Referential integrity
ensures that any value entered into a foreign key must have a corresponding value in the primary key of the related table. This ensures that there are no misplaced values in the foreign key.
Denormalization
Transforming normalizedrelations into unnormalizedphysical record specifications
Benefits of denormalization
Can improve performance (speed) by reducing the number of table lookups (i.e., reduce number of necessary join queries)
Costs of denormalization
wasted storage space, data integrity/consistency threats
Situations where we would denormalize
two entities with a one-to-one relationship and high access frequency between them;
associative entity with nonkey attributes.
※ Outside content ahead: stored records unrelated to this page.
use std::collections::BTreeMap;

use crate::error::PaxosError;
use crate::paxos::{quorum, NodeId, Peer};

/// Every peer a node talks to, itself included. Frozen once built.
pub struct PeerRegistry {
    peers: BTreeMap<NodeId, Box<dyn Peer>>,
    peer_count: usize,
    majority: usize,
}

impl PeerRegistry {
    /// Build the registry for `owner`. The peer count and majority computed
    /// here never change afterwards.
    pub fn wire_up(
        owner: NodeId,
        peers: BTreeMap<NodeId, Box<dyn Peer>>,
    ) -> Result<Self, PaxosError> {
        if peers.is_empty() {
            return Err(PaxosError::EmptyRegistry(owner));
        }
        if let Some((key, peer)) = peers.iter().find(|(key, peer)| peer.node_id() != **key) {
            return Err(PaxosError::MisregisteredPeer {
                key: *key,
                reported: peer.node_id(),
            });
        }
        let peer_count = peers.len();
        Ok(PeerRegistry {
            peers,
            peer_count,
            majority: quorum::majority(peer_count),
        })
    }

    pub fn peer_count(&self) -> usize {
        self.peer_count
    }

    pub fn majority(&self) -> usize {
        self.majority
    }

    pub fn contains(&self, id: NodeId) -> bool {
        self.peers.contains_key(&id)
    }

    /// Peers in ascending node-id order.
    pub fn iter(&self) -> impl Iterator<Item = (NodeId, &dyn Peer)> {
        self.peers.iter().map(|(id, peer)| (*id, peer.as_ref()))
    }
}

impl std::fmt::Debug for PeerRegistry {
    fn fmt(&self, f: &mut std::fmt::Formatter<'_>) -> std::fmt::Result {
        f.debug_struct("PeerRegistry")
            .field("peers", &self.peers.keys().collect::<Vec<_>>())
            .field("majority", &self.majority)
            .finish()
    }
}
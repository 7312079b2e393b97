use serde::{Deserialize, Serialize};

use crate::logger::NodeLogger;
use crate::paxos::{AcceptResponse, PrepareResponse, ProposalId, Value};

/// What an acceptor has promised and accepted so far.
#[derive(Debug, Clone, Copy, Default, PartialEq, Eq, Serialize, Deserialize)]
pub struct AcceptorState {
    pub promised_id: Option<ProposalId>,
    pub accepted: Option<(ProposalId, Value)>,
}

/// The acceptor half of a node. It is driven only by incoming Prepare and
/// Accept requests; the node's own proposer reaches it through its peer
/// handle like everyone else.
#[derive(Debug)]
pub struct Acceptor {
    state: AcceptorState,
    logger: NodeLogger,
}

impl Acceptor {
    pub fn new(logger: NodeLogger) -> Self {
        Acceptor {
            state: AcceptorState::default(),
            logger,
        }
    }

    pub fn state(&self) -> AcceptorState {
        self.state
    }

    pub fn prepare(&mut self, proposal_id: ProposalId) -> PrepareResponse {
        if let Some(promised) = self.state.promised_id {
            if proposal_id <= promised {
                self.logger.warn(format!(
                    "Acceptor: Rejected Prepare({}) (already promised {})",
                    proposal_id, promised
                ));
                return PrepareResponse::Reject;
            }
        }

        self.state.promised_id = Some(proposal_id);
        match self.state.accepted {
            Some((accepted_id, accepted_value)) => {
                self.logger.debug(format!(
                    "Acceptor: Promised {} carrying accepted ({}, {})",
                    proposal_id, accepted_id, accepted_value
                ));
                PrepareResponse::PromiseWithValue {
                    promised_id: proposal_id,
                    accepted_id,
                    accepted_value,
                }
            }
            None => {
                self.logger
                    .debug(format!("Acceptor: Promised {}", proposal_id));
                PrepareResponse::Promise {
                    promised_id: proposal_id,
                }
            }
        }
    }

    pub fn accept(&mut self, proposal_id: ProposalId, value: Value) -> AcceptResponse {
        if let Some(promised) = self.state.promised_id {
            if proposal_id < promised {
                self.logger.warn(format!(
                    "Acceptor: Rejected Accept({}, {}) (promised {})",
                    proposal_id, value, promised
                ));
                return AcceptResponse::Reject;
            }
        }

        self.state.accepted = Some((proposal_id, value));
        self.logger.debug(format!(
            "Acceptor: Accepted proposal {} with value {}",
            proposal_id, value
        ));
        AcceptResponse::Accepted {
            accepted_id: proposal_id,
            accepted_value: value,
        }
    }
}
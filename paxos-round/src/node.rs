use std::collections::BTreeMap;
use std::io;
use std::sync::Arc;
use std::thread::JoinHandle;

use crate::error::PaxosError;
use crate::logger::{LogSink, NodeLogger};
use crate::network::registry::PeerRegistry;
use crate::network::simulation::{spawn_acceptor, ChannelPeer, NetworkOptions};
use crate::paxos::acceptor::AcceptorState;
use crate::paxos::proposal_id::ProposalIdGenerator;
use crate::paxos::proposer::{CancellationToken, ProposerState, RetryPolicy, RoundDriver, RoundOutcome};
use crate::paxos::{NodeId, Peer};
use crate::state_machine::LocalLog;

/// One cluster member: a proposer, a handle to its own acceptor service and
/// its local log. Nothing in here is shared with other nodes.
pub struct Node {
    id: NodeId,
    logger: NodeLogger,
    handle: ChannelPeer,
    registry: Option<PeerRegistry>,
    ids: Option<ProposalIdGenerator>,
    proposer: ProposerState,
    log: LocalLog,
}

impl Node {
    /// Create node `id` and start its acceptor service. The returned join
    /// handle yields the acceptor's final state once every handle to it
    /// (this node's and its peers') has been dropped.
    pub fn new(
        id: NodeId,
        sink: Arc<dyn LogSink>,
        network: &NetworkOptions,
    ) -> io::Result<(Node, JoinHandle<AcceptorState>)> {
        let logger = NodeLogger::new(id, sink);
        let (handle, acceptor) = spawn_acceptor(id, logger.clone(), network)?;
        let node = Node {
            id,
            logger,
            handle,
            registry: None,
            ids: None,
            proposer: ProposerState::default(),
            log: LocalLog::new(),
        };
        Ok((node, acceptor))
    }

    pub fn id(&self) -> NodeId {
        self.id
    }

    /// A fresh handle other nodes use to reach this node's acceptor.
    pub fn handle(&self) -> ChannelPeer {
        self.handle.clone()
    }

    /// Register every peer, self included. Only allowed once.
    pub fn wire_up(&mut self, peers: BTreeMap<NodeId, Box<dyn Peer>>) -> Result<(), PaxosError> {
        if self.registry.is_some() {
            return Err(PaxosError::AlreadyWired(self.id));
        }
        let registry = PeerRegistry::wire_up(self.id, peers)?;
        if !registry.contains(self.id) {
            self.logger
                .warn("Wired without a handle to itself; its own acceptor will not vote");
        }
        self.logger.debug(format!(
            "Wired to {} peer(s), majority {}",
            registry.peer_count(),
            registry.majority()
        ));
        self.ids = Some(ProposalIdGenerator::new(self.id, registry.peer_count()));
        self.registry = Some(registry);
        Ok(())
    }

    pub fn majority(&self) -> Option<usize> {
        self.registry.as_ref().map(PeerRegistry::majority)
    }

    /// Run one round to completion (including retries).
    pub fn run_round(
        &mut self,
        policy: &RetryPolicy,
        cancel: &CancellationToken,
    ) -> Result<RoundOutcome, PaxosError> {
        let (Some(registry), Some(ids)) = (self.registry.as_ref(), self.ids.as_mut()) else {
            return Err(PaxosError::NotWired(self.id));
        };
        let result = RoundDriver::new(
            self.id,
            registry,
            ids,
            &mut self.proposer,
            &mut self.log,
            &self.logger,
        )
        .run(policy, cancel);

        if let Err(err) = &result {
            self.logger.error(format!("Round ended without consensus: {}", err));
        }
        result
    }

    pub fn local_log(&self) -> &LocalLog {
        &self.log
    }

    pub fn proposer_state(&self) -> ProposerState {
        self.proposer
    }

    /// Ask this node's acceptor service for its current state.
    pub fn acceptor_state(&self) -> Result<AcceptorState, PaxosError> {
        self.handle.inspect()
    }
}

impl std::fmt::Debug for Node {
    fn fmt(&self, f: &mut std::fmt::Formatter<'_>) -> std::fmt::Result {
        f.debug_struct("Node")
            .field("id", &self.id)
            .field("registry", &self.registry)
            .field("log", &self.log)
            .finish()
    }
}
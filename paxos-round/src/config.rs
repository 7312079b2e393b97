use std::{fs, path::Path, time::Duration};

use yaml_rust::{Yaml, YamlLoader};

use crate::error::ConfigError;
use crate::network::simulation::NetworkOptions;
use crate::paxos::proposer::RetryPolicy;

pub const DEFAULT_NODES: usize = 3;

/// Everything the orchestrator needs to build and run a cluster.
#[derive(Debug, Clone, PartialEq, Eq)]
pub struct ClusterConfig {
    pub nodes: usize,
    pub max_attempts: Option<u32>,
    pub round_timeout: Option<Duration>,
    pub call_timeout: Option<Duration>,
    pub retry_backoff: Option<Duration>,
    pub network_delay: Option<Duration>,
    pub log_level: String,
}

impl Default for ClusterConfig {
    fn default() -> Self {
        ClusterConfig {
            nodes: DEFAULT_NODES,
            max_attempts: None,
            round_timeout: None,
            call_timeout: None,
            retry_backoff: None,
            network_delay: None,
            log_level: "info".to_string(),
        }
    }
}

impl ClusterConfig {
    pub fn load<P: AsRef<Path>>(path: P) -> Result<Self, ConfigError> {
        let s = fs::read_to_string(&path)?;
        Self::from_yaml_str(&s)
    }

    /// Parse a YAML document. Missing keys keep their defaults and unknown
    /// keys are ignored.
    pub fn from_yaml_str(s: &str) -> Result<Self, ConfigError> {
        let docs = YamlLoader::load_from_str(s)?;
        let doc = docs.first().ok_or(ConfigError::Empty)?;
        let mut config = ClusterConfig::default();

        if let Some(nodes) = uint(doc, "nodes")? {
            config.nodes = nodes as usize;
        }
        if let Some(max) = uint(doc, "max_attempts")? {
            config.max_attempts = Some(u32::try_from(max).map_err(|_| ConfigError::InvalidValue {
                key: "max_attempts",
                expected: "a 32-bit count",
            })?);
        }
        config.round_timeout = millis(doc, "round_timeout_ms")?;
        config.call_timeout = millis(doc, "call_timeout_ms")?;
        config.retry_backoff = millis(doc, "retry_backoff_ms")?.filter(|d| !d.is_zero());
        config.network_delay = millis(doc, "network_delay_ms")?.filter(|d| !d.is_zero());
        match &doc["log_level"] {
            Yaml::BadValue => {}
            Yaml::String(level) => config.log_level = level.clone(),
            _ => {
                return Err(ConfigError::InvalidValue {
                    key: "log_level",
                    expected: "a string",
                })
            }
        }

        config.validate()?;
        Ok(config)
    }

    pub fn validate(&self) -> Result<(), ConfigError> {
        if self.nodes == 0 {
            return Err(ConfigError::InvalidValue {
                key: "nodes",
                expected: "at least 1",
            });
        }
        if self.max_attempts == Some(0) {
            return Err(ConfigError::InvalidValue {
                key: "max_attempts",
                expected: "at least 1",
            });
        }
        Ok(())
    }

    pub fn retry_policy(&self) -> RetryPolicy {
        RetryPolicy {
            max_attempts: self.max_attempts,
            round_timeout: self.round_timeout,
            backoff: self.retry_backoff,
        }
    }

    pub fn network_options(&self) -> NetworkOptions {
        NetworkOptions {
            call_timeout: self.call_timeout,
            max_delay: self.network_delay,
        }
    }
}

fn uint(doc: &Yaml, key: &'static str) -> Result<Option<u64>, ConfigError> {
    match &doc[key] {
        Yaml::BadValue => Ok(None),
        Yaml::Integer(v) if *v >= 0 => Ok(Some(*v as u64)),
        _ => Err(ConfigError::InvalidValue {
            key,
            expected: "a non-negative integer",
        }),
    }
}

fn millis(doc: &Yaml, key: &'static str) -> Result<Option<Duration>, ConfigError> {
    Ok(uint(doc, key)?.map(Duration::from_millis))
}
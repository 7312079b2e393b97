use crate::paxos::PeerResponse;

/// `floor(n / 2) + 1`.
pub fn majority(peer_count: usize) -> usize {
    peer_count / 2 + 1
}

/// Number of responses that are not a rejection.
pub fn granted<R: PeerResponse>(responses: &[R]) -> usize {
    responses.iter().filter(|r| !r.is_reject()).count()
}

/// True when at least `majority` responses are not rejections.
pub fn evaluate<R: PeerResponse>(responses: &[R], majority: usize) -> bool {
    granted(responses) >= majority
}
use std::collections::BTreeMap;

use serde::Serialize;

use crate::paxos::Value;

/// Per-node record of committed values, keyed by value with a stored offset.
///
/// Starts as `{0 -> 0}`. Committing `v` stores
/// `v -> offset(greatest existing key) + 2`. Nothing is persisted and
/// nothing is replicated to other nodes.
#[derive(Debug, Clone, PartialEq, Eq, Serialize)]
pub struct LocalLog {
    entries: BTreeMap<Value, u64>,
}

impl LocalLog {
    const OFFSET_STRIDE: u64 = 2;

    pub fn new() -> Self {
        let mut entries = BTreeMap::new();
        entries.insert(0, 0);
        LocalLog { entries }
    }

    /// The greatest key recorded so far.
    pub fn latest_key(&self) -> Value {
        self.entries
            .last_key_value()
            .map(|(k, _)| *k)
            .unwrap_or_default()
    }

    /// The value a proposer offers when no acceptor reported an earlier one.
    pub fn next_fresh_value(&self) -> Value {
        self.latest_key() + 1
    }

    /// Record `value` and return the offset it was stored at.
    pub fn commit(&mut self, value: Value) -> u64 {
        let base = self
            .entries
            .last_key_value()
            .map(|(_, offset)| *offset)
            .unwrap_or_default();
        let offset = base + Self::OFFSET_STRIDE;
        self.entries.insert(value, offset);
        offset
    }

    pub fn offset_of(&self, value: Value) -> Option<u64> {
        self.entries.get(&value).copied()
    }

    pub fn entries(&self) -> &BTreeMap<Value, u64> {
        &self.entries
    }

    pub fn len(&self) -> usize {
        self.entries.len()
    }

    pub fn is_empty(&self) -> bool {
        self.entries.is_empty()
    }
}

impl Default for LocalLog {
    fn default() -> Self {
        LocalLog::new()
    }
}
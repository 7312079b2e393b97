use std::collections::BTreeMap;
use std::sync::Arc;
use std::thread::{self, JoinHandle};

use serde::Serialize;

use crate::config::ClusterConfig;
use crate::error::PaxosError;
use crate::logger::LogSink;
use crate::node::Node;
use crate::paxos::acceptor::AcceptorState;
use crate::paxos::proposer::{CancellationToken, RetryPolicy, RoundOutcome};
use crate::paxos::{NodeId, Peer, Value};

/// Builds the nodes, wires them together and runs their rounds.
pub struct Cluster {
    nodes: Vec<Node>,
    acceptors: Vec<(NodeId, JoinHandle<AcceptorState>)>,
    policy: RetryPolicy,
    cancel: CancellationToken,
}

#[derive(Debug, Clone, Serialize)]
pub struct NodeReport {
    pub node_id: NodeId,
    pub outcome: Option<RoundOutcome>,
    pub error: Option<String>,
    pub local_log: BTreeMap<Value, u64>,
    pub acceptor: Option<AcceptorState>,
}

#[derive(Debug, Clone, Default, Serialize)]
pub struct ClusterReport {
    pub nodes: Vec<NodeReport>,
}

impl ClusterReport {
    /// Distinct values committed anywhere in the cluster.
    pub fn committed_values(&self) -> Vec<Value> {
        let mut values: Vec<Value> = self
            .nodes
            .iter()
            .filter_map(|n| n.outcome.map(|o| o.value))
            .collect();
        values.sort_unstable();
        values.dedup();
        values
    }
}

impl Cluster {
    /// Construct `config.nodes` nodes with ids `1..=n` and give every node a
    /// handle to every node, itself included.
    pub fn new(config: &ClusterConfig, sink: Arc<dyn LogSink>) -> anyhow::Result<Self> {
        config.validate()?;
        let network = config.network_options();

        let mut nodes = Vec::with_capacity(config.nodes);
        let mut acceptors = Vec::with_capacity(config.nodes);
        for id in 1..=config.nodes as NodeId {
            let (node, acceptor) = Node::new(id, sink.clone(), &network)?;
            nodes.push(node);
            acceptors.push((id, acceptor));
        }

        let handles: Vec<_> = nodes.iter().map(|n| (n.id(), n.handle())).collect();
        for node in nodes.iter_mut() {
            let peers: BTreeMap<NodeId, Box<dyn Peer>> = handles
                .iter()
                .map(|(id, handle)| (*id, Box::new(handle.clone()) as Box<dyn Peer>))
                .collect();
            node.wire_up(peers)?;
        }
        log::info!("Cluster of {} node(s) wired", nodes.len());

        Ok(Cluster {
            nodes,
            acceptors,
            policy: config.retry_policy(),
            cancel: CancellationToken::new(),
        })
    }

    pub fn node(&self, id: NodeId) -> Option<&Node> {
        self.nodes.iter().find(|n| n.id() == id)
    }

    /// Token that stops every running round at its next attempt.
    pub fn cancellation_token(&self) -> CancellationToken {
        self.cancel.clone()
    }

    /// Run one round on node `id` while the others stay idle.
    pub fn run_round(&mut self, id: NodeId) -> Option<Result<RoundOutcome, PaxosError>> {
        let node = self.nodes.iter_mut().find(|n| n.id() == id)?;
        Some(node.run_round(&self.policy, &self.cancel))
    }

    /// Start one round per node, each on its own thread, and wait for all of them.
    pub fn run_round_all(&mut self) -> Vec<(NodeId, Result<RoundOutcome, PaxosError>)> {
        let policy = &self.policy;
        let cancel = &self.cancel;
        thread::scope(|s| {
            let running: Vec<_> = self
                .nodes
                .iter_mut()
                .map(|node| {
                    let id = node.id();
                    (id, s.spawn(move || node.run_round(policy, cancel)))
                })
                .collect();

            running
                .into_iter()
                .map(|(id, handle)| {
                    let result = handle
                        .join()
                        .unwrap_or_else(|panic| std::panic::resume_unwind(panic));
                    (id, result)
                })
                .collect()
        })
    }

    /// Drop every node, wait for the acceptor services to drain and report
    /// what each node ended with.
    pub fn shutdown(
        self,
        results: Vec<(NodeId, Result<RoundOutcome, PaxosError>)>,
    ) -> ClusterReport {
        let mut results: BTreeMap<NodeId, Result<RoundOutcome, PaxosError>> =
            results.into_iter().collect();
        let logs: Vec<(NodeId, BTreeMap<Value, u64>)> = self
            .nodes
            .iter()
            .map(|n| (n.id(), n.local_log().entries().clone()))
            .collect();
        drop(self.nodes);

        let mut acceptors: BTreeMap<NodeId, AcceptorState> = BTreeMap::new();
        for (id, handle) in self.acceptors {
            match handle.join() {
                Ok(state) => {
                    acceptors.insert(id, state);
                }
                Err(_) => log::error!("Acceptor service for node {} panicked", id),
            }
        }

        let nodes = logs
            .into_iter()
            .map(|(node_id, local_log)| {
                let (outcome, error) = match results.remove(&node_id) {
                    Some(Ok(outcome)) => (Some(outcome), None),
                    Some(Err(err)) => (None, Some(err.to_string())),
                    None => (None, None),
                };
                NodeReport {
                    node_id,
                    outcome,
                    error,
                    local_log,
                    acceptor: acceptors.remove(&node_id),
                }
            })
            .collect();
        ClusterReport { nodes }
    }
}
If there is a high frequency of join operations between the entities, it might be more efficient to combine the associative entity with one of the other entities;
reference data. If we have a 1:M relationship and the entity on
the one side does not participate in any other relationships
Horizontal partitioning
Distributing the rows of a table into several separate files; Useful for situations where different users need access to different row
Vertical partitioning
Distributing the columns of a table into several separate files; Useful for situations where different users need access to different columns; The primary key must be repeated in each file
Advantages of partitioning
Efficiency, local optimization, security, recovery and uptime, load balancing
Disadvantages of partitioning
Inconsistent access speed, additional complexity for the programmer, extra space or update time
Many points about data replication
Improves performance by allowing multiple users to access the same data at the same time with minimum contention
sacrifices data integrity due to data duplication
best for data that is not updated often
sequential file organization
Records are stored sequentially according to a primary key value
Indexed file organization
Records are stored sequentially or nonsequentially, and an index is created that allows the application software to locate individual records.
Hashed file organization
In a hashed file organization, the address of each record is determined using a hashing algorithm.
SQL
Structured Query Language, developed by IBM
DDL
Data definition language. Commands that define a database, including creating, altering, and dropping tables and establishing constraints
DML
Data Manipulation Language. Commands that maintain and query a database
DCL
Data Control Language. Commands that control a database, including administering privileges and committing data
DDL Commands
Create, Alter, Drop, Rename
DML Commands
Select, Update, Insert, Delete
DCL Commands
Grant, Revoke
DDL is used for
physical design and maintenance
DML is used for
implementation and maintenance
DCL is used for
implementation and maintenance
T/F SQL statements are case sensitive
FALSE
T/F SQL statements can be on more than one line
TRUE
Each SQL statement ends in a
semicolon
T/F keywords cannot be split across lines
TRUE
Table commands and SQL type
DDL, create drop alter
Index, View, and Schema commands and SQL type
DDL, create and drop
Write a Table Syntax
CREATE TABLE table_name (
column1 datatype [NOT NULL] [UNIQUE] [DEFAULT default-value], columns 2 datatype [NOT NULL] [UNIQUE],
PRIMARY KEY (column_name),
FOREIGN KEY (column_name) REFERENCES table_name(column_name)
);
How would you do a range check?
At the end of the statement CHECK (AGE >0 and AGE <150)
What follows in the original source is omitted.